The Results Export exports a daily copy of the results data. Any changes made to the Results page after a daily export has taken place will be reflected on the Results page retroactively but will not be included in the exported data. Examples of this are:

  • If you reset the results, Optimizely resets data on the Results page but not in the exported data.
  • If you add a metric, Optimizely retroactively calculates the metric on the Results page but doesn't include it in the exported data.

When using the Results Export to analyze cross-product results, be aware of these differences:

  • Web and Full Stack A/B testing: Uses visitor-counting, so you must use visitor-aggregated queries in the export to match the results.
  • Personalization: Uses session-counting, so you must use session-aggregated queries to match the results.

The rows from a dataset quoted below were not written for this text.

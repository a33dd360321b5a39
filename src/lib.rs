//! yamlpath-copier - resolve the YAML path under a cursor.
//!
//! Given the text of a YAML document and a zero-based `(line, character)`
//! position, this crate answers "which key/index chain leads to the node
//! under the cursor?", e.g. `services.web.ports[0]`.
//!
//! # Example
//!
//! ```
//! use yamlpath_copier::yamlpath::{find_yaml_path, Position};
//!
//! let text = "services:\n  web:\n    ports:\n      - 8080\n";
//! let path = find_yaml_path(text, Position::new(3, 9)).unwrap();
//! assert_eq!(path.unwrap().to_string(), "services.web.ports[0]");
//! ```

pub mod clipboard;
pub mod config;
pub mod diagnostics;
pub mod document;
pub mod error;
pub mod file;
pub mod logging;
pub mod yamlpath;

pub use error::{Error, Result};
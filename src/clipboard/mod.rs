//! System clipboard access.

use anyhow::{Context, Result};
use arboard::Clipboard;

/// Writes `text` to the system clipboard.
///
/// # Errors
///
/// Fails when no clipboard is available (for example on a headless machine)
/// or the write is rejected.
pub fn copy_to_clipboard(text: &str) -> Result<()> {
    let mut clipboard = Clipboard::new().context("Failed to access clipboard")?;
    clipboard
        .set_text(text)
        .context("Failed to write to clipboard")?;
    Ok(())
}
//! Translation from `(line, character)` positions to absolute offsets.

use crate::error::{Error, Result};
use serde::{Deserialize, Serialize};
use std::fmt;

/// A zero-based cursor position, as reported by an editor.
#[derive(Debug, Clone, Copy, PartialEq, Eq, Default, Serialize, Deserialize)]
pub struct Position {
    pub line: usize,
    pub character: usize,
}

impl Position {
    pub fn new(line: usize, character: usize) -> Self {
        Self { line, character }
    }
}

impl fmt::Display for Position {
    fn fmt(&self, f: &mut fmt::Formatter<'_>) -> fmt::Result {
        write!(f, "{}:{}", self.line, self.character)
    }
}

/// Converts a position into a character offset within `text`.
///
/// `\n`, `\r\n` and a lone `\r` all end a line, and each is counted at its
/// real width so offsets line up with the parser's character indices. The
/// column may point at the end of the line but not past it.
///
/// # Errors
///
/// Returns `Error::StalePosition` when the line or column does not exist in
/// `text`, which usually means the text changed after the position was taken.
///
/// # Example
///
/// ```
/// use yamlpath_copier::yamlpath::{offset_at, Position};
///
/// assert_eq!(offset_at("a: 1\nb: 2", Position::new(1, 3)).unwrap(), 8);
/// assert!(offset_at("a: 1", Position::new(4, 0)).is_err());
/// ```
pub fn offset_at(text: &str, position: Position) -> Result<usize> {
    let stale = || Error::StalePosition {
        line: position.line,
        character: position.character,
    };

    let mut chars = text.chars().peekable();
    let mut offset = 0;
    let mut line = 0;

    while line < position.line {
        match chars.next() {
            None => return Err(stale()),
            Some('\r') => {
                offset += 1;
                if chars.peek() == Some(&'\n') {
                    chars.next();
                    offset += 1;
                }
                line += 1;
            }
            Some('\n') => {
                offset += 1;
                line += 1;
            }
            Some(_) => offset += 1,
        }
    }

    let line_len = chars.take_while(|ch| !matches!(ch, '\n' | '\r')).count();
    if position.character > line_len {
        return Err(stale());
    }

    Ok(offset + position.character)
}
//! YAML documents as syntax trees annotated with source ranges.
//!
//! The parser walks `yaml-rust2` events and records, for every node, the span
//! of characters it occupies in the original text.

pub mod node;
pub mod parser;

pub use node::{MappingEntry, Node, NodeKind, Range, YamlDocument};
pub use parser::parse_yaml;
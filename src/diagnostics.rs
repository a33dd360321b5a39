//! Trace sinks for the path resolver.
//!
//! The resolver reports each step of its search to a `DiagnosticSink` that
//! the caller hands in, instead of writing to a global logger. This keeps
//! resolution a pure function of its inputs while still letting the binary
//! surface the search at debug level.

use std::cell::RefCell;
use std::fmt;

/// Receives trace messages from the resolver.
pub trait DiagnosticSink {
    /// Records one step of the search at the given tree depth.
    fn trace(&self, depth: usize, message: fmt::Arguments<'_>);
}

/// Forwards traces to the `log` crate at debug level, indented by depth.
#[derive(Debug, Clone, Copy, Default)]
pub struct LogSink;

impl DiagnosticSink for LogSink {
    fn trace(&self, depth: usize, message: fmt::Arguments<'_>) {
        log::debug!("{}{}", "  ".repeat(depth), message);
    }
}

/// Discards all traces.
#[derive(Debug, Clone, Copy, Default)]
pub struct NullSink;

impl DiagnosticSink for NullSink {
    fn trace(&self, _depth: usize, _message: fmt::Arguments<'_>) {}
}

/// Keeps every trace in memory, mostly useful in tests.
#[derive(Debug, Default)]
pub struct RecordingSink {
    lines: RefCell<Vec<String>>,
}

impl RecordingSink {
    pub fn new() -> Self {
        Self::default()
    }

    /// Returns the recorded lines, each prefixed with its indentation.
    pub fn lines(&self) -> Vec<String> {
        self.lines.borrow().clone()
    }
}

impl DiagnosticSink for RecordingSink {
    fn trace(&self, depth: usize, message: fmt::Arguments<'_>) {
        self.lines
            .borrow_mut()
            .push(format!("{}{}", "  ".repeat(depth), message));
    }
}

impl<S: DiagnosticSink + ?Sized> DiagnosticSink for &S {
    fn trace(&self, depth: usize, message: fmt::Arguments<'_>) {
        (**self).trace(depth, message)
    }
}
//! Path segments and the formatted YAML path.

use serde::Serialize;
use std::fmt;

/// One step from a node to one of its children.
#[derive(Debug, Clone, PartialEq, Eq, Hash, Serialize)]
#[serde(untagged)]
pub enum PathSegment {
    /// A mapping key (`name`)
    Key(String),
    /// A sequence position (`[0]`)
    Index(usize),
}

impl PathSegment {
    pub fn key(name: impl Into<String>) -> Self {
        PathSegment::Key(name.into())
    }
}

impl fmt::Display for PathSegment {
    fn fmt(&self, f: &mut fmt::Formatter<'_>) -> fmt::Result {
        match self {
            PathSegment::Key(name) => write!(f, "{}", name),
            PathSegment::Index(index) => write!(f, "[{}]", index),
        }
    }
}

/// Joins raw segments into a display path.
///
/// Index segments attach to the preceding token without a separator; keys
/// start a new token; tokens are joined with `.`. Returns `None` for an
/// empty segment list, which means "no path", not "empty path".
///
/// # Example
///
/// ```
/// use yamlpath_copier::yamlpath::{format_segments, PathSegment};
///
/// let segments = vec![
///     PathSegment::key("a"),
///     PathSegment::Index(0),
///     PathSegment::key("b"),
/// ];
/// assert_eq!(format_segments(&segments).as_deref(), Some("a[0].b"));
/// assert_eq!(format_segments(&[]), None);
/// ```
pub fn format_segments(segments: &[PathSegment]) -> Option<String> {
    if segments.is_empty() {
        return None;
    }

    let mut tokens: Vec<String> = Vec::new();
    for segment in segments {
        if let (PathSegment::Index(_), Some(last)) = (segment, tokens.last_mut()) {
            last.push_str(&segment.to_string());
            continue;
        }
        tokens.push(segment.to_string());
    }

    Some(tokens.join("."))
}

/// A resolved path from the document root to the node under the cursor.
///
/// Always holds at least one segment.
#[derive(Debug, Clone, PartialEq, Eq, Serialize)]
pub struct YamlPath {
    segments: Vec<PathSegment>,
}

impl YamlPath {
    /// Builds a path from raw segments; `None` if there are none.
    pub fn from_segments(segments: Vec<PathSegment>) -> Option<Self> {
        if segments.is_empty() {
            None
        } else {
            Some(Self { segments })
        }
    }

    pub fn segments(&self) -> &[PathSegment] {
        &self.segments
    }
}

impl fmt::Display for YamlPath {
    fn fmt(&self, f: &mut fmt::Formatter<'_>) -> fmt::Result {
        write!(f, "{}", format_segments(&self.segments).unwrap_or_default())
    }
}
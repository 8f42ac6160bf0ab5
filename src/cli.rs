//! Command-line surface: one subcommand group per API resource.
//!
//! Every command resolves configuration, builds a client, calls one endpoint
//! function, and prints the JSON result. Failures are printed as
//! `{"error": "..."}` on stderr with a non-zero exit code.

use crate::client::Client;
use crate::config::{self, Overrides};
use crate::endpoints::{
    calendars, contacts, conversations, locations, objects, opportunities, workflows,
};
use crate::error::{Error, Result};
use clap::{ArgAction, Args, Parser, Subcommand};
use serde_json::Value;
use std::path::PathBuf;
use std::process::ExitCode;

/// GoHighLevel CRM from the command line
#[derive(Parser, Debug)]
#[command(name = "ghl", version, about)]
pub struct Cli {
    /// API key (or set GHL_API_KEY)
    #[arg(long, global = true)]
    pub api_key: Option<String>,

    /// Location id (or set GHL_LOCATION_ID)
    #[arg(long, global = true)]
    pub location_id: Option<String>,

    /// Named profile from the config file
    #[arg(long, global = true)]
    pub profile: Option<String>,

    #[command(subcommand)]
    pub command: Commands,
}

#[derive(Subcommand, Debug)]
pub enum Commands {
    /// Contact management
    #[command(subcommand)]
    Contacts(ContactsCommand),
    /// Conversation management
    #[command(subcommand)]
    Conversations(ConversationsCommand),
    /// Opportunity management
    #[command(subcommand)]
    Opportunities(OpportunitiesCommand),
    /// Calendar management
    #[command(subcommand)]
    Calendars(CalendarsCommand),
    /// Workflow management
    #[command(subcommand)]
    Workflows(WorkflowsCommand),
    /// Custom object management
    #[command(subcommand)]
    Objects(ObjectsCommand),
    /// Location (sub-account) management
    #[command(subcommand)]
    Locations(LocationsCommand),
}

/// JSON payload for create/update commands, inline or from a file.
#[derive(Args, Debug)]
pub struct PayloadArgs {
    /// Inline JSON payload
    #[arg(long, conflicts_with = "file")]
    pub data: Option<String>,

    /// Path to a JSON file payload
    #[arg(long)]
    pub file: Option<PathBuf>,
}

impl PayloadArgs {
    pub fn read(&self) -> Result<Value> {
        match (&self.data, &self.file) {
            (Some(data), _) => Ok(serde_json::from_str(data)?),
            (None, Some(path)) => {
                let content = std::fs::read_to_string(path)?;
                Ok(serde_json::from_str(&content)?)
            }
            (None, None) => Err(Error::Config("must provide --data or --file".into())),
        }
    }
}

#[derive(Subcommand, Debug)]
pub enum ContactsCommand {
    /// List contacts
    List {
        /// Limit number of results
        #[arg(long, default_value_t = 20)]
        limit: u32,
        /// Search query
        #[arg(long)]
        query: Option<String>,
        /// Comma-separated fields to include
        #[arg(long)]
        fields: Option<String>,
        /// Verbosity level
        #[arg(short = 'v', long, action = ArgAction::Count)]
        verbose: u8,
    },
    /// Get a contact by ID
    Get {
        contact_id: String,
        /// Comma-separated fields to include
        #[arg(long)]
        fields: Option<String>,
        /// Verbosity level
        #[arg(short = 'v', long, action = ArgAction::Count)]
        verbose: u8,
    },
    /// Create a contact
    Create {
        #[command(flatten)]
        payload: PayloadArgs,
    },
    /// Update a contact
    Update {
        contact_id: String,
        #[command(flatten)]
        payload: PayloadArgs,
    },
    /// Delete a contact
    Delete { contact_id: String },
    /// Search contacts
    Search {
        /// Search query
        #[arg(long)]
        query: String,
        /// Comma-separated fields to include
        #[arg(long)]
        fields: Option<String>,
        /// Verbosity level
        #[arg(short = 'v', long, action = ArgAction::Count)]
        verbose: u8,
    },
}
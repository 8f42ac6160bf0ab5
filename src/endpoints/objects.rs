//! Custom object schema and record endpoints.

use crate::client::Client;
use crate::error::Result;
use serde_json::{Value, json};

pub async fn list_schemas(client: &mut Client, location_id: Option<&str>) -> Result<Value> {
    let location_id = location_id
        .map(str::to_string)
        .or_else(|| client.location_id().map(str::to_string));

    let mut params = Vec::new();
    if let Some(location_id) = location_id {
        params.push(("locationId", location_id));
    }

    client.get("/objects/", &params).await
}

pub async fn get_schema(
    client: &mut Client,
    key: &str,
    location_id: Option<&str>,
) -> Result<Value> {
    let location_id = location_id
        .map(str::to_string)
        .or_else(|| client.location_id().map(str::to_string));

    let mut params = Vec::new();
    if let Some(location_id) = location_id {
        params.push(("locationId", location_id));
    }

    client.get(&format!("/objects/{key}"), &params).await
}

/// Record search is a POST with the filters in the body, unlike the other
/// list endpoints.
pub async fn list_records(
    client: &mut Client,
    schema_key: &str,
    limit: u32,
    query: Option<&str>,
    location_id: Option<&str>,
) -> Result<Value> {
    let location_id = location_id
        .map(str::to_string)
        .or_else(|| client.location_id().map(str::to_string));

    let mut body = json!({
        "pageLimit": limit,
        "page": 1,
    });
    if let Some(query) = query {
        body["query"] = json!(query);
    }
    if let Some(location_id) = location_id {
        body["locationId"] = json!(location_id);
    }

    client
        .post(&format!("/objects/{schema_key}/records/search"), Some(&body), &[])
        .await
}

pub async fn get_record(client: &mut Client, schema_key: &str, record_id: &str) -> Result<Value> {
    client
        .get(&format!("/objects/{schema_key}/records/{record_id}"), &[])
        .await
}

pub async fn create_record(client: &mut Client, schema_key: &str, data: &Value) -> Result<Value> {
    client
        .post(&format!("/objects/{schema_key}/records"), Some(data), &[])
        .await
}

pub async fn update_record(
    client: &mut Client,
    schema_key: &str,
    record_id: &str,
    data: &Value,
) -> Result<Value> {
    client
        .put(
            &format!("/objects/{schema_key}/records/{record_id}"),
            Some(data),
            &[],
        )
        .await
}

pub async fn delete_record(
    client: &mut Client,
    schema_key: &str,
    record_id: &str,
) -> Result<Value> {
    client
        .delete(&format!("/objects/{schema_key}/records/{record_id}"), &[])
        .await
}
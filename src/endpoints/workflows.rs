//! Workflow endpoints.

use crate::client::Client;
use crate::error::Result;
use serde_json::Value;

pub async fn list_workflows(client: &mut Client, location_id: Option<&str>) -> Result<Value> {
    let location_id = location_id
        .map(str::to_string)
        .or_else(|| client.location_id().map(str::to_string));

    let mut params = Vec::new();
    if let Some(location_id) = location_id {
        params.push(("locationId", location_id));
    }

    client.get("/workflows/", &params).await
}
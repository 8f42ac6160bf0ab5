//! Calendar and appointment endpoints.

use crate::client::Client;
use crate::error::Result;
use serde_json::Value;

pub async fn list_calendars(
    client: &mut Client,
    location_id: Option<&str>,
    group_id: Option<&str>,
) -> Result<Value> {
    let location_id = location_id
        .map(str::to_string)
        .or_else(|| client.location_id().map(str::to_string));

    let mut params = Vec::new();
    if let Some(location_id) = location_id {
        params.push(("locationId", location_id));
    }
    if let Some(group_id) = group_id {
        params.push(("groupId", group_id.to_string()));
    }

    client.get("/calendars/", &params).await
}

pub async fn get_calendar(client: &mut Client, calendar_id: &str) -> Result<Value> {
    client.get(&format!("/calendars/{calendar_id}"), &[]).await
}

pub async fn create_calendar(client: &mut Client, data: &Value) -> Result<Value> {
    client.post("/calendars/", Some(data), &[]).await
}

pub async fn update_calendar(
    client: &mut Client,
    calendar_id: &str,
    data: &Value,
) -> Result<Value> {
    client
        .put(&format!("/calendars/{calendar_id}"), Some(data), &[])
        .await
}

pub async fn delete_calendar(client: &mut Client, calendar_id: &str) -> Result<Value> {
    client
        .delete(&format!("/calendars/{calendar_id}"), &[])
        .await
}

/// List events in a time window. Times are epoch milliseconds.
pub async fn list_events(
    client: &mut Client,
    start_time: &str,
    end_time: &str,
    calendar_id: Option<&str>,
    group_id: Option<&str>,
    user_id: Option<&str>,
) -> Result<Value> {
    let location_id = client.location_id().map(str::to_string);

    let mut params = vec![
        ("startTime", start_time.to_string()),
        ("endTime", end_time.to_string()),
    ];
    if let Some(location_id) = location_id {
        params.push(("locationId", location_id));
    }
    if let Some(calendar_id) = calendar_id {
        params.push(("calendarId", calendar_id.to_string()));
    }
    if let Some(group_id) = group_id {
        params.push(("groupId", group_id.to_string()));
    }
    if let Some(user_id) = user_id {
        params.push(("userId", user_id.to_string()));
    }

    client.get("/calendars/events", &params).await
}

pub async fn get_event(client: &mut Client, event_id: &str) -> Result<Value> {
    client
        .get(&format!("/calendars/events/appointments/{event_id}"), &[])
        .await
}

pub async fn create_event(client: &mut Client, data: &Value) -> Result<Value> {
    client
        .post("/calendars/events/appointments", Some(data), &[])
        .await
}

pub async fn update_event(client: &mut Client, event_id: &str, data: &Value) -> Result<Value> {
    client
        .put(
            &format!("/calendars/events/appointments/{event_id}"),
            Some(data),
            &[],
        )
        .await
}

pub async fn delete_event(client: &mut Client, event_id: &str) -> Result<Value> {
    client
        .delete(&format!("/calendars/events/{event_id}"), &[])
        .await
}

See the examples in SQL Examples for Common Metrics Calculations. For more information on how Optimizely counts conversions and to understand the data pipeline, see the KB articles noted in Resources.

Retention Policy

To comply with GDPR requirements, Optimizely retains the files in your Data Export bucket for both export services for 30 days. Older data is automatically deleted. To retain the data for a longer period of time, ensure that your import process archives the files to your data warehouse at least once every 30 days.

Encryption

Your Data Export data is encrypted. To access the data, you need one of the following clients, at minimum:

  • Amazon S3 console
  • AWS CLI version 1.11.108 and later
  • AWS SDKs released after May 2016